§ To do: In the material below, list every line carrying the string "other".

§ Material for the task:
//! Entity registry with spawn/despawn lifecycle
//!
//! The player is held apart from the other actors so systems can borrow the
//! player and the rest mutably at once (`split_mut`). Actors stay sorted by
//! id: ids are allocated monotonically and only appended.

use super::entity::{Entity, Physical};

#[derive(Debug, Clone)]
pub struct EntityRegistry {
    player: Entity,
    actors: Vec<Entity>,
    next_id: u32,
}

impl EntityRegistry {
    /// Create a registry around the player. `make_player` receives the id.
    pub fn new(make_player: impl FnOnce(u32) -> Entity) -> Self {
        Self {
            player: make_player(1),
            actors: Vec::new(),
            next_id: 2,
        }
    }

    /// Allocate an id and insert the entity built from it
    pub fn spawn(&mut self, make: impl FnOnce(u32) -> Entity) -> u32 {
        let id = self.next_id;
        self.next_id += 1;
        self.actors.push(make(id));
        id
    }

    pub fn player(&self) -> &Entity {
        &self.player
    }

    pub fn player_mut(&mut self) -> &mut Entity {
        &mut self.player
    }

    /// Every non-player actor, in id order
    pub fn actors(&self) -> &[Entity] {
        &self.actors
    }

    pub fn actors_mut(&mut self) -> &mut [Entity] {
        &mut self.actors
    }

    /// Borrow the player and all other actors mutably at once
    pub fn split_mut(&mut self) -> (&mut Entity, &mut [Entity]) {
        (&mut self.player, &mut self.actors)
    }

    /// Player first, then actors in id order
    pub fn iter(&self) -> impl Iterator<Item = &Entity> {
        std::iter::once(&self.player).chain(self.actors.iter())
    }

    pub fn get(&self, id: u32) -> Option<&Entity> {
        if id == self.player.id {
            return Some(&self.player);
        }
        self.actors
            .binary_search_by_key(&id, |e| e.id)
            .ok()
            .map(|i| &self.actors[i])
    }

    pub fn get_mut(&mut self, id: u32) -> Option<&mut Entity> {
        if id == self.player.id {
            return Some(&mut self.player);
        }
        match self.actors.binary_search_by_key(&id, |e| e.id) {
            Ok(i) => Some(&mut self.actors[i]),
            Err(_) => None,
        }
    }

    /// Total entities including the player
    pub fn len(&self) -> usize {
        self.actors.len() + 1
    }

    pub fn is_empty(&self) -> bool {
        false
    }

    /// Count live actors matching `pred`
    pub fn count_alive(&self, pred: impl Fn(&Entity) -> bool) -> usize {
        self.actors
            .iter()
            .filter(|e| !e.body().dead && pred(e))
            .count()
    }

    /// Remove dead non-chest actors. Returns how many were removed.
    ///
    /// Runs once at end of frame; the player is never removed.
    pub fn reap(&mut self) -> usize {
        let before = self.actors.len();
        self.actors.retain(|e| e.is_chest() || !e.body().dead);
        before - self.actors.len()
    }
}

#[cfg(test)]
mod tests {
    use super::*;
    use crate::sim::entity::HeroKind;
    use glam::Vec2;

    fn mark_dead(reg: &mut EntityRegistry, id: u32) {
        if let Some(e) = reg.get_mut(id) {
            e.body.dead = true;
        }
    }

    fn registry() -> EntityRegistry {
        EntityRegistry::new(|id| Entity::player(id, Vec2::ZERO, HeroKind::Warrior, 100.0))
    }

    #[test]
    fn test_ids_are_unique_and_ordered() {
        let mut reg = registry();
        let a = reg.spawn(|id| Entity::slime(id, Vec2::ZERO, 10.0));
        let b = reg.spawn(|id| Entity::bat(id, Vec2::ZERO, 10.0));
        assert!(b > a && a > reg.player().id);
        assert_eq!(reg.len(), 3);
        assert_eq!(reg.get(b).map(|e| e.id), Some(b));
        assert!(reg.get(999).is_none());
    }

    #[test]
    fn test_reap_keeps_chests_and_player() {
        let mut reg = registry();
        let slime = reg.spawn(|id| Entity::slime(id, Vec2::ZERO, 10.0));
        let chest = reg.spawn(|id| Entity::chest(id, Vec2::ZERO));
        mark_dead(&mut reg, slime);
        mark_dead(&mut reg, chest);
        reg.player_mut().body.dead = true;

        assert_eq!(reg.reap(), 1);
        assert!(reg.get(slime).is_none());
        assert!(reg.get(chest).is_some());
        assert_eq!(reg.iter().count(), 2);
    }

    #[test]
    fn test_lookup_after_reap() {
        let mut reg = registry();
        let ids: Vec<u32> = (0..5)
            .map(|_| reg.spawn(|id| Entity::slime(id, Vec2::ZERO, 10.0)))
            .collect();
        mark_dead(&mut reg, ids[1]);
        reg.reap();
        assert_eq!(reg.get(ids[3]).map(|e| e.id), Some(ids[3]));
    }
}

==

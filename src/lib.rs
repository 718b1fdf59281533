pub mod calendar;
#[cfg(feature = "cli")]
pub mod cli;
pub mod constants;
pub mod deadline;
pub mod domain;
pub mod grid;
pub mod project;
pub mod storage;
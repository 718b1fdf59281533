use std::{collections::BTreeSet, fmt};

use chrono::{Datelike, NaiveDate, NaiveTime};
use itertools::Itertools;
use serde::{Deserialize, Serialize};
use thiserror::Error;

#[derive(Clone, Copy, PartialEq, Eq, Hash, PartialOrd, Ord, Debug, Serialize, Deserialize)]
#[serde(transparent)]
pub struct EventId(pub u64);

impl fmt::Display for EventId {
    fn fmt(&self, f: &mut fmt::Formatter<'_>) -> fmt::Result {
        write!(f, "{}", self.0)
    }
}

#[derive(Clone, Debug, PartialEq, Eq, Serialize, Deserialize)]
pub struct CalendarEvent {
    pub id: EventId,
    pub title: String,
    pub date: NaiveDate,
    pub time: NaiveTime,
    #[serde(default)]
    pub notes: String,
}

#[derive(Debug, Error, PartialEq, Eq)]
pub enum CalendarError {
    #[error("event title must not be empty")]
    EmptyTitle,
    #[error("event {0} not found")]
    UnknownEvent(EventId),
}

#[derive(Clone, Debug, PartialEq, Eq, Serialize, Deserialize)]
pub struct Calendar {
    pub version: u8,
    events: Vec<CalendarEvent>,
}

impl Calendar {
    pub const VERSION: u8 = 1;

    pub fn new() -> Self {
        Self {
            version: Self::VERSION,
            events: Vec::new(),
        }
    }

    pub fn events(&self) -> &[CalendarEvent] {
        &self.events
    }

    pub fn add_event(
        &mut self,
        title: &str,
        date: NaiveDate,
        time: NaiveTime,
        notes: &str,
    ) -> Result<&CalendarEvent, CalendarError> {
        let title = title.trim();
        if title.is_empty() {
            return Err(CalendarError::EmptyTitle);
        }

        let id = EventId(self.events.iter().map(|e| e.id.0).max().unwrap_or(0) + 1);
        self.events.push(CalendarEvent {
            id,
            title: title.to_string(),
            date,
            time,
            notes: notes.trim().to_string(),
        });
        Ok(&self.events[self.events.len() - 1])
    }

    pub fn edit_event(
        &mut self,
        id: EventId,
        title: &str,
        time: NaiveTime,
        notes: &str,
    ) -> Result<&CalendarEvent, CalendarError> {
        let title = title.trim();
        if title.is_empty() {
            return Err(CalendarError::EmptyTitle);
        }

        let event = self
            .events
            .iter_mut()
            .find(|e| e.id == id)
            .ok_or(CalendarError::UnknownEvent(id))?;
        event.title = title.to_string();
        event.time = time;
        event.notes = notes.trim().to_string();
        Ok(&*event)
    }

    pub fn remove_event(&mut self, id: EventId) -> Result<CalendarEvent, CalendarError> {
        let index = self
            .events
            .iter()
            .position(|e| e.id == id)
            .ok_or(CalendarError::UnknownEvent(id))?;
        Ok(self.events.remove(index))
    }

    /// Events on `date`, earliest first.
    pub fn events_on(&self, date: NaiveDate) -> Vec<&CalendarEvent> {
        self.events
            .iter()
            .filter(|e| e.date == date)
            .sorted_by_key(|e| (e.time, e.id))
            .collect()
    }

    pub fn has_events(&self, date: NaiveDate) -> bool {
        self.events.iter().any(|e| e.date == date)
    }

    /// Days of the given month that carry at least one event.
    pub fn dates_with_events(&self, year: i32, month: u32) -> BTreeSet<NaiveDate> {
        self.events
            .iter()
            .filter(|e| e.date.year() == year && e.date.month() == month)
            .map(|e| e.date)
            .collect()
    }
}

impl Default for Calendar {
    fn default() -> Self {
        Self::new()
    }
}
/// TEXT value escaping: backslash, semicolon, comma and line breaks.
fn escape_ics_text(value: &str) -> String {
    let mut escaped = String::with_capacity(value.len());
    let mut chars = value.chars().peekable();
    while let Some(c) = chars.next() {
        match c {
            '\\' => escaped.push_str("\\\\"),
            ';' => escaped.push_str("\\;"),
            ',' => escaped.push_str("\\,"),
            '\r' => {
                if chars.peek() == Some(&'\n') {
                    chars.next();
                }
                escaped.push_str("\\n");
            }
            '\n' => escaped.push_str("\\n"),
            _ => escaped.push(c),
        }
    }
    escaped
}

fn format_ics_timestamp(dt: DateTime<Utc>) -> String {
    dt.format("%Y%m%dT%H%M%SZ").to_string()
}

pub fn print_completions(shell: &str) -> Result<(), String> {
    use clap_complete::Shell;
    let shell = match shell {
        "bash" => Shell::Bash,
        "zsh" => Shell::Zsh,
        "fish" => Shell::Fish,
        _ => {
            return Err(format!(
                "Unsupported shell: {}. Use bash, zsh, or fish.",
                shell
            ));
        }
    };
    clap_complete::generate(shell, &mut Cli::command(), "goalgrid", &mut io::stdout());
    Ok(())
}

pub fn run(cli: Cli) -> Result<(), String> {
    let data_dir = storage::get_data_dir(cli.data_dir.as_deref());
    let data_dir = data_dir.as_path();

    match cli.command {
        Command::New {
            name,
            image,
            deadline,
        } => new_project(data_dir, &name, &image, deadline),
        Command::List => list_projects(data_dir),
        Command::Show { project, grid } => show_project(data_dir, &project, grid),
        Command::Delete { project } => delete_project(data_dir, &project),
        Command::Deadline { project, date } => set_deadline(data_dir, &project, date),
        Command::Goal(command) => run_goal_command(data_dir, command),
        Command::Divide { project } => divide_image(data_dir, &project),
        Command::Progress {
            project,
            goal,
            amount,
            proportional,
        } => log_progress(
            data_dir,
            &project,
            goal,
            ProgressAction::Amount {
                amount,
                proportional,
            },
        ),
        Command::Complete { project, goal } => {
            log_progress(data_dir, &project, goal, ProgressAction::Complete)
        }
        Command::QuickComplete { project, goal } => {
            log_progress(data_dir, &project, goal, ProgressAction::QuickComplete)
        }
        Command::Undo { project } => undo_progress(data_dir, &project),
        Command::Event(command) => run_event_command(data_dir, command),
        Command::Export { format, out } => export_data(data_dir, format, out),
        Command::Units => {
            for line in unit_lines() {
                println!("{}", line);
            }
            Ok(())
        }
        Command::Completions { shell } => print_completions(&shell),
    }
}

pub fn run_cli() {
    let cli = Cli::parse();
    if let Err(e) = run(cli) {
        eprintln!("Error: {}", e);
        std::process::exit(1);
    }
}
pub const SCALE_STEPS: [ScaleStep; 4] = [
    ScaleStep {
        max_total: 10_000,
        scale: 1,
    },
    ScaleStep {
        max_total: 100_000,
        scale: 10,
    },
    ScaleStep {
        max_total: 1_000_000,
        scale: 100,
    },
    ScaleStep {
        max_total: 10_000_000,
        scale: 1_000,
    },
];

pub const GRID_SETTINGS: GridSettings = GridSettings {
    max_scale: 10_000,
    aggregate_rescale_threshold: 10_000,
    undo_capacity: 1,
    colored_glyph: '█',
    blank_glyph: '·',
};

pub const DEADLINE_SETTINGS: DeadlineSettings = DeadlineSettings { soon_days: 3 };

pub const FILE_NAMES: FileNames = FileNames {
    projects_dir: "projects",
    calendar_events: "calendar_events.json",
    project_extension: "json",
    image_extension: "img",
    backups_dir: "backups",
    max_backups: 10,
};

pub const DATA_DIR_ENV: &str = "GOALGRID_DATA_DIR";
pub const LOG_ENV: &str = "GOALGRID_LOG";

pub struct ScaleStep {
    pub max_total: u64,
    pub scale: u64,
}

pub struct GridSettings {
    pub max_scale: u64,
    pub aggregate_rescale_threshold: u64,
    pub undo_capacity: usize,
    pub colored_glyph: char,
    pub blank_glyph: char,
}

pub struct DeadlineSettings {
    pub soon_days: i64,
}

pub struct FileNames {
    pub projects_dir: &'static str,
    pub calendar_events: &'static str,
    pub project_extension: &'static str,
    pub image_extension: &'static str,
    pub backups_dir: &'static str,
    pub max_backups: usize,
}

---

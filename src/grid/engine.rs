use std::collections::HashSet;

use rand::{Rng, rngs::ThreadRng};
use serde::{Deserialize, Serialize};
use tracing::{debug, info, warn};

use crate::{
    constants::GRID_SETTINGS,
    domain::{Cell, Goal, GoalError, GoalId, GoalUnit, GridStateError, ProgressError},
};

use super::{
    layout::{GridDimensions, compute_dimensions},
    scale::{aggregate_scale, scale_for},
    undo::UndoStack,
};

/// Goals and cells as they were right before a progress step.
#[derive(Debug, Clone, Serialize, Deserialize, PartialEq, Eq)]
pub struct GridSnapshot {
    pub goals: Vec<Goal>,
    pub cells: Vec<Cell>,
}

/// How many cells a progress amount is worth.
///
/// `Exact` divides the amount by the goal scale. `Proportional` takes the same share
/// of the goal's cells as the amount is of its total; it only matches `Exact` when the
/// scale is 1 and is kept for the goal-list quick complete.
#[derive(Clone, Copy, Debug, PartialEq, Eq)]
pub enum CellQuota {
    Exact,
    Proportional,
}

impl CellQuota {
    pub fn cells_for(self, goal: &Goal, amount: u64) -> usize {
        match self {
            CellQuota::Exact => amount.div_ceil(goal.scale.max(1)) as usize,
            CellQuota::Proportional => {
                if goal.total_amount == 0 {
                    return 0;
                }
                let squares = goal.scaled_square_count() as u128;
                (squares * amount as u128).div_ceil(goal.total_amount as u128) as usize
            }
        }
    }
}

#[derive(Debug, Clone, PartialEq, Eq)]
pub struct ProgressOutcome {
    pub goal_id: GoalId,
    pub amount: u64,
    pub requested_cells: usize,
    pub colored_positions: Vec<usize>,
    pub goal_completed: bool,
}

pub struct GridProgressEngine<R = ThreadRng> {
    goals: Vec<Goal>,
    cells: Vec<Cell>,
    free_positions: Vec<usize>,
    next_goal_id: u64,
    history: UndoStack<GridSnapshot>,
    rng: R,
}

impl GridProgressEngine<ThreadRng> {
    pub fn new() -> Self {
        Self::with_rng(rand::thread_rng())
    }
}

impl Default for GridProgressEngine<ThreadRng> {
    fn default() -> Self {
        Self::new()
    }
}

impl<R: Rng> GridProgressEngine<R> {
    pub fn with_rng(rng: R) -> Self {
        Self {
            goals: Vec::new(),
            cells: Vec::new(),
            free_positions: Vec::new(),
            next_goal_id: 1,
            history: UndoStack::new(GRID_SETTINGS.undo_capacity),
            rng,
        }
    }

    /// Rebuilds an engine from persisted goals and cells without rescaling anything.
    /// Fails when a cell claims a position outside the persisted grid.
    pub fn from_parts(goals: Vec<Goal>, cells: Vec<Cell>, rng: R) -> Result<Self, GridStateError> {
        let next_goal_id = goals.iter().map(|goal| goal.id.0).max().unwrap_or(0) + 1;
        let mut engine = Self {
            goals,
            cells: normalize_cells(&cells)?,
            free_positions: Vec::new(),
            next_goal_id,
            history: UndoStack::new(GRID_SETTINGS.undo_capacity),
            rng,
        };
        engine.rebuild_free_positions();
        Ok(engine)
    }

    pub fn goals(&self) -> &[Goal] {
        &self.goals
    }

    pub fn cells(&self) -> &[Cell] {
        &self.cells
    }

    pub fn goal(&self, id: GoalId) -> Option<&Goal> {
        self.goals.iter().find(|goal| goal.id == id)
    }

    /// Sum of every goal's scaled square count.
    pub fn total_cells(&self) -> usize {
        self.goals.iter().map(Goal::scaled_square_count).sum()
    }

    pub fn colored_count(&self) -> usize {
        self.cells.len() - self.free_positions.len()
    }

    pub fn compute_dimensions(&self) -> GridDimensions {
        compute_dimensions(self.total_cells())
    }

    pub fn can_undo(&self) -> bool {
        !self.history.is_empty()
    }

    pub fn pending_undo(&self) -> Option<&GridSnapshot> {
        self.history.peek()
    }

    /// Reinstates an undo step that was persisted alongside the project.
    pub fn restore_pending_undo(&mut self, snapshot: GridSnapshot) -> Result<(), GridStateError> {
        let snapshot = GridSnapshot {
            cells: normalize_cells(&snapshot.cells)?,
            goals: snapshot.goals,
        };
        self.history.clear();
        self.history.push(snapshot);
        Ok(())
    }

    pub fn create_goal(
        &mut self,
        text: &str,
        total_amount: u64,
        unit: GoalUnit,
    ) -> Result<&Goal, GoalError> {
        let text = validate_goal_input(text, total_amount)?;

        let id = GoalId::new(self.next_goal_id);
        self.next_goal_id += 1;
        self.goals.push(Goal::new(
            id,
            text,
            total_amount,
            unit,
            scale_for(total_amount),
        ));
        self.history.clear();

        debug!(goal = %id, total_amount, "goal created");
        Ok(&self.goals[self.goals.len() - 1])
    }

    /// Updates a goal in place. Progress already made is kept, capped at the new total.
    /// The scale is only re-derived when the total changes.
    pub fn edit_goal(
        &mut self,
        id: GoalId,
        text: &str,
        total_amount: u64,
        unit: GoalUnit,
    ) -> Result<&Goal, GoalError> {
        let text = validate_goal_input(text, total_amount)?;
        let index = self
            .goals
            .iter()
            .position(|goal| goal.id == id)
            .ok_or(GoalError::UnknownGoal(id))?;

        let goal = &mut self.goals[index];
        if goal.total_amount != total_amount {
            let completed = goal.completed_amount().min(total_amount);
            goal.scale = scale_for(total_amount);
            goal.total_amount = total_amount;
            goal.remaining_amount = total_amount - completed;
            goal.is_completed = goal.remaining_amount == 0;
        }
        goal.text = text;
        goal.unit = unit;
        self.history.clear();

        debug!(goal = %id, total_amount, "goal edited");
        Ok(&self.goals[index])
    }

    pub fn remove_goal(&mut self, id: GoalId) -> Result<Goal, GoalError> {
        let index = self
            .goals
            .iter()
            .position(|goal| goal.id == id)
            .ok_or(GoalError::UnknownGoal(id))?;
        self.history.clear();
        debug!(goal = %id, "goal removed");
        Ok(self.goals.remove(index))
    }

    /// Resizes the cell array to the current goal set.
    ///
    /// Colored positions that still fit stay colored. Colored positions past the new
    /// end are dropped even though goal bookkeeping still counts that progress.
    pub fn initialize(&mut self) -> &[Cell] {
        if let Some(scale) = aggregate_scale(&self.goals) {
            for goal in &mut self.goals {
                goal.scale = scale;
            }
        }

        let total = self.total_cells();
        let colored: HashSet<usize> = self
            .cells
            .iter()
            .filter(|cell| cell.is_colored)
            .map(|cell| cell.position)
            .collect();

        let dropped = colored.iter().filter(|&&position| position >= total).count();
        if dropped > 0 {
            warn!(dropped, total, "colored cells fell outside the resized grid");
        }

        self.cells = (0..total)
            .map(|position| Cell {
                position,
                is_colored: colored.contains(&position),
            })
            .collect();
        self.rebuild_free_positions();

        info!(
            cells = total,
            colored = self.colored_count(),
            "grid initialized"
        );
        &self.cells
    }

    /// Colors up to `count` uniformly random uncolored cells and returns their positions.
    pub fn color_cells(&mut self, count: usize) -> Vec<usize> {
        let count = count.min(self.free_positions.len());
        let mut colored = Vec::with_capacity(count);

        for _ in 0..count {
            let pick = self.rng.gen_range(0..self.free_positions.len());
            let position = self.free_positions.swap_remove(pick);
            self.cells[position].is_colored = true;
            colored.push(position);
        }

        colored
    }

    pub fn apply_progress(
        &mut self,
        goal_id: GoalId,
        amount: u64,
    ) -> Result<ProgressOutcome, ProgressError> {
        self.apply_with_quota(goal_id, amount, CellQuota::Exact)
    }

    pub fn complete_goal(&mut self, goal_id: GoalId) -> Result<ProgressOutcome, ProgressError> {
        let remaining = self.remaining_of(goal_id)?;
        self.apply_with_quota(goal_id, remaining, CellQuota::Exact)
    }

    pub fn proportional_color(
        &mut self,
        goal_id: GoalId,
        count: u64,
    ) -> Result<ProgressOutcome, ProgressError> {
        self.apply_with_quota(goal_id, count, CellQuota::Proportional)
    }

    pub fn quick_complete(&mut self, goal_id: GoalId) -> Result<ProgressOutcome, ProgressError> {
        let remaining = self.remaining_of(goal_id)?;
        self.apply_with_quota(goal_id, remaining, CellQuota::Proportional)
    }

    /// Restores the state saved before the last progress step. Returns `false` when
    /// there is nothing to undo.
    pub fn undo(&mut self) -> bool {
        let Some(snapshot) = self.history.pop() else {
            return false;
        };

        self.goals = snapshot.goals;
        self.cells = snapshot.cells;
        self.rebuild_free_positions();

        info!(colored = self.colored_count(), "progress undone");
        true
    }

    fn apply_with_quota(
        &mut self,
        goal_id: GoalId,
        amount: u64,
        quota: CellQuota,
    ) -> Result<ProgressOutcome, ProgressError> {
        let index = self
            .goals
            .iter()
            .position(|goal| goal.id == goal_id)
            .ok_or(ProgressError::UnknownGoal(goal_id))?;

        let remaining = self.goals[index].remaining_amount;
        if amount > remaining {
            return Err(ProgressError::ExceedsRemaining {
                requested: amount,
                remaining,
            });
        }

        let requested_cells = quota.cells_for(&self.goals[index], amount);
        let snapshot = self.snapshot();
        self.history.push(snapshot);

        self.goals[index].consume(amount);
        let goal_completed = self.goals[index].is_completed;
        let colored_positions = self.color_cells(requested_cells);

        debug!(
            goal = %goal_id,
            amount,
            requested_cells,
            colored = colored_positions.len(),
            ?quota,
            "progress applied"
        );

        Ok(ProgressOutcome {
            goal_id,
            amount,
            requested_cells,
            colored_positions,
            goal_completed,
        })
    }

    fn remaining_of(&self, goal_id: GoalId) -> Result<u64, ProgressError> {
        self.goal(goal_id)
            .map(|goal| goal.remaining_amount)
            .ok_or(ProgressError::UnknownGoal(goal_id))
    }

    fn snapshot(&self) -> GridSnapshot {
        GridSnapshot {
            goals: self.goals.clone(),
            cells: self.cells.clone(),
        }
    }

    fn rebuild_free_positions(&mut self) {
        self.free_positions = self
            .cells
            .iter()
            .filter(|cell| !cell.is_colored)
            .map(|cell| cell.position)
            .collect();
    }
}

§ Written reply:
//! The player is held apart from the other actors so systems can borrow the
    /// Borrow the player and all other actors mutably at once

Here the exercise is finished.